Start of Record set

use async_trait::async_trait;
use hosted_service::mock::{LogCapture, ManualTrigger};
use hosted_service::{ServiceError, ServiceState};
use order_orchestrator::clients::{BusError, MessageBus, QueryError};
use order_orchestrator::config::{ConfigError, OrchestratorConfig};
use order_orchestrator::error::OrchestratorError;
use order_orchestrator::events::OrderAuthorizedEvent;
use order_orchestrator::lifecycle::OrderOrchestrator;
use order_orchestrator::mock::{mock_scopes, MockMessageBus, MockOrderQueries};
use order_orchestrator::model::{AuthorizedOrder, CustomerId, OrderId, ProductId};
use order_orchestrator::scope::CycleScope;
use std::collections::HashMap;
use std::sync::{Arc, Mutex};
use std::time::Duration;
use tokio::sync::Notify;
use tokio::time::Instant;
use tokio_util::sync::CancellationToken;

/// A bus whose publish blocks until the test opens the gate.
#[derive(Clone, Default)]
struct GatedBus {
    entered: Arc<Notify>,
    gate: Arc<Notify>,
    delivered: Arc<Mutex<Vec<OrderAuthorizedEvent>>>,
}

#[async_trait]
impl MessageBus for GatedBus {
    async fn publish(&self, event: OrderAuthorizedEvent) -> Result<(), BusError> {
        self.entered.notify_one();
        self.gate.notified().await;
        self.delivered.lock().unwrap().push(event);
        Ok(())
    }
}

#[tokio::test(start_paused = true)]
async fn test_end_to_end_first_order_forwarded_immediately() {
    let (logs, _guard) = LogCapture::install();
    let config = OrchestratorConfig::default();
    let (mut orchestrator, orders, mut events) = OrderOrchestrator::in_memory(&config).unwrap();
    orders.authorize(AuthorizedOrder::new(42, 7, [(101, 1), (102, 4)]));

    let host = CancellationToken::new();
    let began = Instant::now();
    orchestrator.start(&host).unwrap();
    assert_eq!(orchestrator.state(), ServiceState::Armed);

    let event = events.recv().await.unwrap();
    assert_eq!(began.elapsed(), Duration::ZERO, "no initial delay");
    assert_eq!(
        event,
        OrderAuthorizedEvent::new(
            CustomerId(7),
            OrderId(42),
            HashMap::from([(ProductId(101), 1), (ProductId(102), 4)]),
        )
    );

    orchestrator.metrics().wait_for_completed(1).await;
    assert_eq!(logs.count_containing("order 42 forwarded for stock decrement"), 1);
    assert_eq!(logs.count_containing("Background service started"), 1);
    assert_eq!(orders.pending(), 0);

    orchestrator.stop(&host).unwrap();
    orchestrator.dispose();
}

#[tokio::test(start_paused = true)]
async fn test_end_to_end_next_order_waits_for_next_poll() {
    let config = OrchestratorConfig::default();
    let (mut orchestrator, orders, mut events) = OrderOrchestrator::in_memory(&config).unwrap();
    let host = CancellationToken::new();
    let began = Instant::now();
    orchestrator.start(&host).unwrap();

    // First cycle finds nothing.
    orchestrator.metrics().wait_for_completed(1).await;
    orders.authorize(AuthorizedOrder::new(43, 8, [(103, 2)]));

    tokio::time::sleep(Duration::from_secs(14)).await;
    assert!(events.try_recv().is_err(), "nothing before the next poll");

    let event = events.recv().await.unwrap();
    assert_eq!(event.order_id, OrderId(43));
    assert_eq!(began.elapsed(), Duration::from_secs(15));

    orchestrator.stop(&host).unwrap();
}

#[tokio::test]
async fn test_each_fetched_order_is_published_at_most_once() {
    let queries = MockOrderQueries::new();
    queries
        .expect_fetch()
        .return_ok(Some(AuthorizedOrder::new(42, 7, [(101, 1)])));
    let bus = MockMessageBus::new();
    let (trigger, ticks) = ManualTrigger::new();
    let mut orchestrator = OrderOrchestrator::with_trigger(
        &OrchestratorConfig::default(),
        mock_scopes(&queries, &bus),
        trigger,
    );
    orchestrator.start(&CancellationToken::new()).unwrap();

    for _ in 0..3 {
        ticks.fire();
    }
    orchestrator.metrics().wait_for_completed(3).await;

    assert_eq!(queries.fetch_calls(), 3);
    assert_eq!(bus.attempts().len(), 1);
    assert_eq!(bus.published()[0].order_id, OrderId(42));
}

#[tokio::test]
async fn test_idle_cycles_publish_and_log_nothing() {
    let (logs, _guard) = LogCapture::install();
    let queries = MockOrderQueries::new();
    let bus = MockMessageBus::new();
    let (trigger, ticks) = ManualTrigger::new();
    let mut orchestrator = OrderOrchestrator::with_trigger(
        &OrchestratorConfig::default(),
        mock_scopes(&queries, &bus),
        trigger,
    );
    orchestrator.start(&CancellationToken::new()).unwrap();

    ticks.fire();
    ticks.fire();
    orchestrator.metrics().wait_for_completed(2).await;

    assert!(bus.attempts().is_empty());
    assert!(!logs.contains("forwarded for stock decrement"));
    assert_eq!(orchestrator.metrics().snapshot().succeeded, 2);
}

#[tokio::test]
async fn test_fetch_failure_is_logged_and_next_cycle_runs() {
    let (logs, _guard) = LogCapture::install();
    let queries = MockOrderQueries::new();
    queries
        .expect_fetch()
        .return_err(QueryError::Unavailable("read replica down".into()));
    queries
        .expect_fetch()
        .return_ok(Some(AuthorizedOrder::new(42, 7, [(101, 1)])));
    let bus = MockMessageBus::new();
    let (trigger, ticks) = ManualTrigger::new();
    let mut orchestrator = OrderOrchestrator::with_trigger(
        &OrchestratorConfig::default(),
        mock_scopes(&queries, &bus),
        trigger,
    );
    orchestrator.start(&CancellationToken::new()).unwrap();

    ticks.fire();
    orchestrator.metrics().wait_for_completed(1).await;
    assert!(logs.contains("Cycle failed"));
    assert!(logs.contains("read replica down"));
    assert_eq!(orchestrator.state(), ServiceState::Armed);

    ticks.fire();
    orchestrator.metrics().wait_for_completed(2).await;

    let snapshot = orchestrator.metrics().snapshot();
    assert_eq!((snapshot.failed, snapshot.succeeded), (1, 1));
    assert_eq!(bus.published().len(), 1);
    assert_eq!(logs.count_containing("order 42 forwarded for stock decrement"), 1);
    queries.verify();
}

#[tokio::test]
async fn test_publish_failure_is_logged_and_next_cycle_runs() {
    let (logs, _guard) = LogCapture::install();
    let queries = MockOrderQueries::new();
    queries
        .expect_fetch()
        .return_ok(Some(AuthorizedOrder::new(42, 7, [(101, 1)])));
    queries
        .expect_fetch()
        .return_ok(Some(AuthorizedOrder::new(43, 7, [(101, 1)])));
    let bus = MockMessageBus::new();
    bus.expect_publish().return_err(BusError::Closed);
    let (trigger, ticks) = ManualTrigger::new();
    let mut orchestrator = OrderOrchestrator::with_trigger(
        &OrchestratorConfig::default(),
        mock_scopes(&queries, &bus),
        trigger,
    );
    orchestrator.start(&CancellationToken::new()).unwrap();

    ticks.fire();
    orchestrator.metrics().wait_for_completed(1).await;
    ticks.fire();
    orchestrator.metrics().wait_for_completed(2).await;

    assert!(!logs.contains("order 42 forwarded"));
    assert_eq!(logs.count_containing("order 43 forwarded for stock decrement"), 1);
    assert_eq!(bus.attempts().len(), 2);
    assert_eq!(orchestrator.metrics().snapshot().failed, 1);
}

#[tokio::test]
async fn test_stop_returns_while_publish_is_in_flight() {
    let queries = MockOrderQueries::new();
    queries
        .expect_fetch()
        .return_ok(Some(AuthorizedOrder::new(42, 7, [(101, 1)])));
    let bus = GatedBus::default();
    let scopes = {
        let (queries, bus) = (queries.clone(), bus.clone());
        move || Ok::<_, OrchestratorError>(CycleScope::new(queries.clone(), bus.clone()))
    };
    let (trigger, ticks) = ManualTrigger::new();
    let mut orchestrator =
        OrderOrchestrator::with_trigger(&OrchestratorConfig::default(), scopes, trigger);
    let host = CancellationToken::new();
    orchestrator.start(&host).unwrap();

    ticks.fire();
    bus.entered.notified().await;

    orchestrator.stop(&host).unwrap();
    assert_eq!(orchestrator.state(), ServiceState::Disarmed);
    assert_eq!(orchestrator.metrics().snapshot().in_flight(), 1);

    bus.gate.notify_one();
    orchestrator.metrics().wait_for_completed(1).await;
    assert_eq!(bus.delivered.lock().unwrap().len(), 1);
    assert_eq!(orchestrator.metrics().snapshot().succeeded, 1);
}

#[tokio::test(start_paused = true)]
async fn test_cycle_timeout_fails_stuck_cycle() {
    let (logs, _guard) = LogCapture::install();
    let queries = MockOrderQueries::new();
    queries
        .expect_fetch()
        .return_ok(Some(AuthorizedOrder::new(42, 7, [(101, 1)])));
    let bus = GatedBus::default();
    let scopes = {
        let (queries, bus) = (queries.clone(), bus.clone());
        move || Ok::<_, OrchestratorError>(CycleScope::new(queries.clone(), bus.clone()))
    };
    let config = OrchestratorConfig {
        cycle_timeout: Some(Duration::from_secs(5)),
        ..OrchestratorConfig::default()
    };
    let (trigger, ticks) = ManualTrigger::new();
    let mut orchestrator = OrderOrchestrator::with_trigger(&config, scopes, trigger);
    orchestrator.start(&CancellationToken::new()).unwrap();

    ticks.fire();
    orchestrator.metrics().wait_for_completed(1).await;

    assert_eq!(orchestrator.metrics().snapshot().failed, 1);
    assert!(logs.contains("Cycle exceeded deadline of 5s"));
    assert!(bus.delivered.lock().unwrap().is_empty());
}

#[tokio::test]
async fn test_batch_cycle_forwards_up_to_batch_size() {
    let queries = MockOrderQueries::new();
    for id in 1..=4 {
        queries
            .expect_fetch()
            .return_ok(Some(AuthorizedOrder::new(id, 7, [(101, 1)])));
    }
    let bus = MockMessageBus::new();
    let config = OrchestratorConfig {
        batch_size: 3,
        ..OrchestratorConfig::default()
    };
    let (trigger, ticks) = ManualTrigger::new();
    let mut orchestrator =
        OrderOrchestrator::with_trigger(&config, mock_scopes(&queries, &bus), trigger);
    orchestrator.start(&CancellationToken::new()).unwrap();

    ticks.fire();
    orchestrator.metrics().wait_for_completed(1).await;
    assert_eq!(bus.published().len(), 3);

    ticks.fire();
    orchestrator.metrics().wait_for_completed(2).await;
    let ids: Vec<_> = bus.published().iter().map(|e| e.order_id).collect();
    assert_eq!(ids, vec![OrderId(1), OrderId(2), OrderId(3), OrderId(4)]);
}

#[tokio::test]
async fn test_lifecycle_errors_surface_as_orchestrator_errors() {
    let (trigger, _ticks) = ManualTrigger::new();
    let mut orchestrator = OrderOrchestrator::with_trigger(
        &OrchestratorConfig::default(),
        mock_scopes(&MockOrderQueries::new(), &MockMessageBus::new()),
        trigger,
    );
    let host = CancellationToken::new();
    orchestrator.start(&host).unwrap();

    assert!(matches!(
        orchestrator.start(&host),
        Err(OrchestratorError::Service(_))
    ));
}

#[tokio::test]
async fn test_dispose_releases_trigger_and_is_idempotent() {
    let (trigger, ticks) = ManualTrigger::new();
    let mut orchestrator = OrderOrchestrator::with_trigger(
        &OrchestratorConfig::default(),
        mock_scopes(&MockOrderQueries::new(), &MockMessageBus::new()),
        trigger,
    );
    orchestrator.start(&CancellationToken::new()).unwrap();

    orchestrator.dispose();
    orchestrator.dispose();
    for _ in 0..100 {
        if ticks.is_released() {
            break;
        }
        tokio::task::yield_now().await;
    }

    assert_eq!(orchestrator.state(), ServiceState::Released);
    assert!(ticks.is_released());
}

#[test]
fn test_zero_poll_interval_is_rejected() {
    let config = OrchestratorConfig {
        poll_interval: Duration::ZERO,
        ..OrchestratorConfig::default()
    };
    assert!(matches!(
        OrderOrchestrator::in_memory(&config),
        Err(OrchestratorError::Service(_))
    ));
}

#[tokio::test]
async fn test_unschedulable_initial_delay_fails_start() {
    let config = OrchestratorConfig {
        initial_delay: Duration::MAX,
        ..OrchestratorConfig::default()
    };
    let (mut orchestrator, _orders, _events) = OrderOrchestrator::in_memory(&config).unwrap();

    assert!(matches!(
        orchestrator.start(&CancellationToken::new()),
        Err(OrchestratorError::Service(ServiceError::InvalidDelay))
    ));
    assert_eq!(orchestrator.state(), ServiceState::Created);
}

#[test]
fn test_oversized_bus_buffer_is_rejected() {
    let config = OrchestratorConfig {
        bus_buffer: usize::MAX,
        ..OrchestratorConfig::default()
    };
    assert!(matches!(
        OrderOrchestrator::in_memory(&config),
        Err(OrchestratorError::Config(ConfigError::TooLarge { .. }))
    ));
}
use serde::{Deserialize, Serialize};
use std::fmt::Display;

/// Type-safe identifier for catalog products.
#[derive(Debug, Clone, Copy, PartialEq, Eq, Hash, PartialOrd, Ord, Serialize, Deserialize)]
#[serde(transparent)]
pub struct ProductId(pub u64);

impl From<u64> for ProductId {
    fn from(id: u64) -> Self {
        Self(id)
    }
}

impl Display for ProductId {
    fn fmt(&self, f: &mut std::fmt::Formatter<'_>) -> std::fmt::Result {
        write!(f, "{}", self.0)
    }
}
//! Counters for cycles started, succeeded and failed.

use std::sync::atomic::{AtomicU64, Ordering};
use std::sync::Arc;
use tokio::sync::watch;

#[derive(Debug, Clone, Copy, Default, PartialEq, Eq)]
pub struct MetricsSnapshot {
    pub started: u64,
    pub succeeded: u64,
    pub failed: u64,
}

impl MetricsSnapshot {
    pub fn completed(&self) -> u64 {
        self.succeeded + self.failed
    }

    pub fn in_flight(&self) -> u64 {
        self.started.saturating_sub(self.completed())
    }
}

struct Inner {
    started: AtomicU64,
    succeeded: AtomicU64,
    failed: AtomicU64,
    completed: watch::Sender<u64>,
}

/// Shared, cheap to clone cycle counters.
#[derive(Clone)]
pub struct CycleMetrics {
    inner: Arc<Inner>,
}

impl Default for CycleMetrics {
    fn default() -> Self {
        Self::new()
    }
}

impl CycleMetrics {
    pub fn new() -> Self {
        let (completed, _) = watch::channel(0);
        Self {
            inner: Arc::new(Inner {
                started: AtomicU64::new(0),
                succeeded: AtomicU64::new(0),
                failed: AtomicU64::new(0),
                completed,
            }),
        }
    }

    pub fn snapshot(&self) -> MetricsSnapshot {
        MetricsSnapshot {
            started: self.inner.started.load(Ordering::SeqCst),
            succeeded: self.inner.succeeded.load(Ordering::SeqCst),
            failed: self.inner.failed.load(Ordering::SeqCst),
        }
    }

    /// Resolves once at least `count` cycles have finished, successfully or not.
    pub async fn wait_for_completed(&self, count: u64) {
        let mut completed = self.inner.completed.subscribe();
        // Err only if the sender is gone, and `self` holds it.
        let _ = completed.wait_for(|done| *done >= count).await;
    }

    pub(crate) fn record_started(&self) {
        self.inner.started.fetch_add(1, Ordering::SeqCst);
    }

    pub(crate) fn record_succeeded(&self) {
        self.inner.succeeded.fetch_add(1, Ordering::SeqCst);
        self.bump_completed();
    }

    pub(crate) fn record_failed(&self) {
        self.inner.failed.fetch_add(1, Ordering::SeqCst);
        self.bump_completed();
    }

    fn bump_completed(&self) {
        self.inner.completed.send_modify(|done| *done += 1);
    }
}
//! # CycleJob Trait
//!
//! The `CycleJob` trait is the contract for the unit of work a [`HostedService`](crate::HostedService)
//! runs on every trigger firing. It separates the *business logic* of one cycle from the
//! *plumbing* (timers, task spawning, error containment), in the same way a resource entity is
//! kept apart from the actor loop that drives it.
//!
//! # Scopes
//! Every cycle starts by calling [`CycleJob::begin_scope`]. The returned scope owns whatever
//! collaborators the cycle needs and is moved into [`CycleJob::run_cycle`], so nothing created
//! for one cycle can leak into the next one or into a concurrently running cycle.

use async_trait::async_trait;
use std::fmt::Debug;

/// Work executed once per trigger firing.
///
/// Implementors must be `Send + Sync + 'static` because the job is shared (behind an `Arc`)
/// between every cycle task the service spawns. Cycles may overlap, so `run_cycle` takes
/// `&self` and any per-cycle state belongs in [`CycleJob::Scope`].
#[async_trait]
pub trait CycleJob: Send + Sync + 'static {
    /// Collaborators owned by a single cycle.
    type Scope: Send;

    /// What a successful cycle reports back (logged at debug level).
    type Output: Debug + Send;

    /// The error type for this job.
    type Error: std::error::Error + Send + Sync + 'static;

    /// Short name used in log fields. Defaults to the type name without module path or generics.
    fn name(&self) -> &'static str {
        let full = std::any::type_name::<Self>();
        let base = full.split('<').next().unwrap_or(full);
        base.rsplit("::").next().unwrap_or(base)
    }

    /// Creates the fresh, isolated scope for one cycle.
    fn begin_scope(&self) -> Result<Self::Scope, Self::Error>;

    /// Runs one cycle. `cycle` is the 1-based firing number.
    async fn run_cycle(&self, scope: Self::Scope, cycle: u64) -> Result<Self::Output, Self::Error>;
}
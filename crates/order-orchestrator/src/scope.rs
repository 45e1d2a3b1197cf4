//! # Cycle Scopes
//!
//! Every cycle gets its own [`CycleScope`]: a fresh query collaborator and a fresh bus handle,
//! created by a [`ScopeFactory`] right before the cycle starts and dropped when it ends.
//! Overlapping cycles therefore never share collaborator instances, and nothing a cycle
//! creates outlives it.

use crate::clients::{InMemoryBus, InMemoryOrderQueries, MessageBus, OrderQueries};
use crate::error::OrchestratorError;

/// The collaborators one cycle works with.
pub struct CycleScope {
    pub queries: Box<dyn OrderQueries>,
    pub bus: Box<dyn MessageBus>,
}

impl CycleScope {
    pub fn new(queries: impl OrderQueries + 'static, bus: impl MessageBus + 'static) -> Self {
        Self {
            queries: Box::new(queries),
            bus: Box::new(bus),
        }
    }
}

/// Creates a new [`CycleScope`] per cycle.
///
/// Closures returning `Result<CycleScope, OrchestratorError>` implement this trait, which is
/// handy for wiring mocks in tests.
pub trait ScopeFactory: Send + Sync + 'static {
    fn create_scope(&self) -> Result<CycleScope, OrchestratorError>;
}

impl<F> ScopeFactory for F
where
    F: Fn() -> Result<CycleScope, OrchestratorError> + Send + Sync + 'static,
{
    fn create_scope(&self) -> Result<CycleScope, OrchestratorError> {
        self()
    }
}

/// Hands each cycle its own handles onto a shared in-memory store and bus.
pub struct InMemoryScopeFactory {
    queries: InMemoryOrderQueries,
    bus: InMemoryBus,
}

impl InMemoryScopeFactory {
    pub fn new(queries: InMemoryOrderQueries, bus: InMemoryBus) -> Self {
        Self { queries, bus }
    }
}

impl ScopeFactory for InMemoryScopeFactory {
    fn create_scope(&self) -> Result<CycleScope, OrchestratorError> {
        Ok(CycleScope::new(self.queries.clone(), self.bus.clone()))
    }
}
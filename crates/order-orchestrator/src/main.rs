//! # Order Orchestrator Demo
//!
//! Runs the orchestrator against the in-memory order store and bus:
//! 1. A checkout simulator authorizes a new order every few seconds.
//! 2. The orchestrator forwards authorized orders on its poll interval.
//! 3. An inventory consumer drains the bus and logs each stock decrement request.
//!
//! Press Ctrl-C to stop.

use hosted_service::tracing::setup_tracing;
use order_orchestrator::clients::InMemoryOrderQueries;
use order_orchestrator::config::OrchestratorConfig;
use order_orchestrator::lifecycle::OrderOrchestrator;
use order_orchestrator::model::AuthorizedOrder;
use std::time::Duration;
use tokio_util::sync::CancellationToken;
use tracing::{info, info_span, warn, Instrument};

#[tokio::main]
async fn main() -> Result<(), Box<dyn std::error::Error>> {
    setup_tracing();

    let config = OrchestratorConfig::from_env()?;
    info!(?config, "Starting order orchestrator");

    let (mut orchestrator, orders, mut events) = OrderOrchestrator::in_memory(&config)?;
    let host = CancellationToken::new();

    let inventory = tokio::spawn(
        async move {
            while let Some(event) = events.recv().await {
                let units: u32 = event.items.values().sum();
                info!(
                    order_id = %event.order_id,
                    customer_id = %event.customer_id,
                    products = event.items.len(),
                    units,
                    "Stock decrement requested"
                );
            }
            info!("Bus closed");
        }
        .instrument(info_span!("inventory")),
    );

    let checkout = tokio::spawn(
        simulate_checkout(orders, host.child_token()).instrument(info_span!("checkout")),
    );

    orchestrator.start(&host)?;

    tokio::signal::ctrl_c().await?;
    warn!("Received SIGINT, shutting down");

    host.cancel();
    orchestrator.stop(&host)?;
    let metrics = orchestrator.metrics().snapshot();
    orchestrator.dispose();
    // Dropping the orchestrator drops its bus handle; the consumer exits once in-flight
    // cycles release theirs.
    drop(orchestrator);

    let _ = checkout.await;
    if tokio::time::timeout(Duration::from_secs(5), inventory)
        .await
        .is_err()
    {
        warn!("Inventory consumer still draining, exiting anyway");
    }

    info!(
        started = metrics.started,
        succeeded = metrics.succeeded,
        failed = metrics.failed,
        "Order orchestrator stopped"
    );
    Ok(())
}

/// Authorizes a small order every 5 seconds until cancelled.
async fn simulate_checkout(orders: InMemoryOrderQueries, cancel: CancellationToken) {
    let mut next_id = 1_u64;
    let mut ticker = tokio::time::interval(Duration::from_secs(5));
    loop {
        tokio::select! {
            _ = cancel.cancelled() => break,
            _ = ticker.tick() => {
                let customer = 100 + next_id % 3;
                let order = AuthorizedOrder::new(
                    next_id,
                    customer,
                    [(1000 + next_id % 4, 1), (2000, (next_id % 5) as u32 + 1)],
                );
                orders.authorize(order);
                info!(order_id = next_id, pending = orders.pending(), "Order authorized");
                next_id += 1;
            }
        }
    }
}
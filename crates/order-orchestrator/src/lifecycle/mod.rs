//! # Orchestrator Lifecycle
//!
//! This module ties the pieces together into something a host process can start and stop.
//!
//! ## The Lifecycle
//!
//! ```text
//! Created --start--> Armed --stop--> Disarmed --dispose--> Released
//! ```
//!
//! 1. **Start** - arms a recurring trigger (no initial delay, 15 s period by default) and
//!    returns at once. Logs `Background service started`.
//! 2. **Firing** - each firing spawns one independent cycle of the
//!    [`OrderForwardingJob`](crate::processor::OrderForwardingJob) with its own scope.
//! 3. **Stop** - disarms the trigger and returns at once. A cycle that already started
//!    finishes on its own. Logs `Background service stopped`.
//! 4. **Dispose** - releases the trigger. Safe before start, safe twice, also done on drop.
//!
//! ## Failure Containment
//!
//! A cycle that fails to fetch, fails to publish, panics or overruns its deadline is logged
//! and counted in [`CycleMetrics`](hosted_service::CycleMetrics). The trigger keeps firing;
//! the next cycle runs on schedule.
//!
//! ## Wiring
//!
//! [`OrderOrchestrator::new`] accepts any [`ScopeFactory`](crate::scope::ScopeFactory), so the
//! same orchestrator works against real collaborators, the in-memory ones
//! ([`OrderOrchestrator::in_memory`]) or mocks.

pub mod orchestrator;

pub use orchestrator::*;
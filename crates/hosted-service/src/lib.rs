//! # Hosted Service
//!
//! Building blocks for recurring background work that lives inside a host process: a timer
//! fires, a unit of work runs, and whatever happens inside that unit stays inside it.
//!
//! ## Architecture Overview
//!
//! The crate separates concerns into three layers:
//!
//! 1. **Job Layer** ([`CycleJob`]) - the business logic of one cycle and the scope it runs in
//! 2. **Timing Layer** ([`Trigger`]) - when cycles fire ([`IntervalTrigger`], or
//!    [`ManualTrigger`](mock::ManualTrigger) in tests)
//! 3. **Lifecycle Layer** ([`HostedService`]) - start/stop/dispose, task spawning, error
//!    containment and [`CycleMetrics`]
//!
//! You write the job once; the service handles the timer, the tasks and the failure policy.
//!
//! ## Concurrency Model
//!
//! - One driver task per service waits on the trigger and spawns one task per firing.
//! - The driver never awaits a cycle, so a slow cycle cannot delay the next firing.
//! - Cycles may overlap. Each gets its own scope from [`CycleJob::begin_scope`].
//! - Stop disarms the driver; running cycles finish on their own.
//!
//! ## Failure Model
//!
//! | Where | What happens |
//! |-------|--------------|
//! | `start` | [`ServiceError`] returned to the host (fatal to host start-up) |
//! | inside a cycle | [`CycleFailure`] logged with `error!`, counted, next firing unaffected |
//!
//! ## Example
//!
//! ```rust
//! use hosted_service::{CycleJob, HostedService, IntervalTrigger};
//! use async_trait::async_trait;
//! use std::time::Duration;
//! use tokio_util::sync::CancellationToken;
//!
//! struct Heartbeat;
//!
//! #[async_trait]
//! impl CycleJob for Heartbeat {
//!     type Scope = ();
//!     type Output = u64;
//!     type Error = std::io::Error;
//!
//!     fn begin_scope(&self) -> Result<(), Self::Error> { Ok(()) }
//!
//!     async fn run_cycle(&self, _: (), cycle: u64) -> Result<u64, Self::Error> {
//!         Ok(cycle)
//!     }
//! }
//!
//! #[tokio::main]
//! async fn main() -> Result<(), Box<dyn std::error::Error>> {
//!     let trigger = IntervalTrigger::new(Duration::ZERO, Duration::from_millis(10))?;
//!     let mut service = HostedService::new(Heartbeat, trigger);
//!     let host = CancellationToken::new();
//!
//!     service.start(&host)?;
//!     service.metrics().wait_for_completed(2).await;
//!     service.stop(&host)?;
//!     service.dispose();
//!     Ok(())
//! }
//! ```

mod cycle;
pub mod error;
pub mod job;
pub mod metrics;
pub mod mock;
pub mod service;
pub mod tracing;
pub mod trigger;

// Re-export core types for convenience
pub use error::{CycleFailure, ServiceError};
pub use job::CycleJob;
pub use metrics::{CycleMetrics, MetricsSnapshot};
pub use service::{HostedService, ServiceState};
pub use trigger::{IntervalTrigger, Trigger, TriggerHandle};
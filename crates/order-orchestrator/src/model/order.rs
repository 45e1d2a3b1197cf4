//! Orders that have cleared payment authorization and are ready for stock decrement.
//!
//! These values are produced by an [`OrderQueries`](crate::clients::OrderQueries)
//! implementation and only ever read by the orchestrator; each one lives for a single cycle.
use crate::model::ProductId;
use serde::{Deserialize, Serialize};
use std::fmt::Display;

/// Type-safe identifier for Orders.
#[derive(Debug, Clone, Copy, PartialEq, Eq, Hash, PartialOrd, Ord, Serialize, Deserialize)]
#[serde(transparent)]
pub struct OrderId(pub u64);

impl From<u64> for OrderId {
    fn from(id: u64) -> Self {
        Self(id)
    }
}

impl Display for OrderId {
    fn fmt(&self, f: &mut std::fmt::Formatter<'_>) -> std::fmt::Result {
        write!(f, "{}", self.0)
    }
}

/// Type-safe identifier for Customers.
#[derive(Debug, Clone, Copy, PartialEq, Eq, Hash, PartialOrd, Ord, Serialize, Deserialize)]
#[serde(transparent)]
pub struct CustomerId(pub u64);

impl From<u64> for CustomerId {
    fn from(id: u64) -> Self {
        Self(id)
    }
}

impl Display for CustomerId {
    fn fmt(&self, f: &mut std::fmt::Formatter<'_>) -> std::fmt::Result {
        write!(f, "{}", self.0)
    }
}

/// One line of an order.
#[derive(Debug, Clone, Copy, PartialEq, Eq, Serialize, Deserialize)]
pub struct OrderItem {
    pub product_id: ProductId,
    pub quantity: u32,
}

impl OrderItem {
    pub fn new(product_id: u64, quantity: u32) -> Self {
        Self {
            product_id: ProductId(product_id),
            quantity,
        }
    }
}

#[derive(Debug, Clone, PartialEq, Eq, Serialize, Deserialize)]
pub struct AuthorizedOrder {
    pub id: OrderId,
    pub customer_id: CustomerId,
    /// Line items in the order they were placed.
    pub items: Vec<OrderItem>,
}

impl AuthorizedOrder {
    /// Creates an authorized order.
    ///
    /// # Arguments
    /// * `id` - Unique order identifier
    /// * `customer_id` - Customer who placed the order
    /// * `items` - `(product, quantity)` pairs, kept in the given order
    pub fn new(id: u64, customer_id: u64, items: impl IntoIterator<Item = (u64, u32)>) -> Self {
        Self {
            id: OrderId(id),
            customer_id: CustomerId(customer_id),
            items: items
                .into_iter()
                .map(|(product, quantity)| OrderItem::new(product, quantity))
                .collect(),
        }
    }
}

End of Record set

> Exercise aim
Determine the number of lines in the preceding data that contain the word "InMemoryOrderQueries". Reply with that number only.

> Solution to the problem
5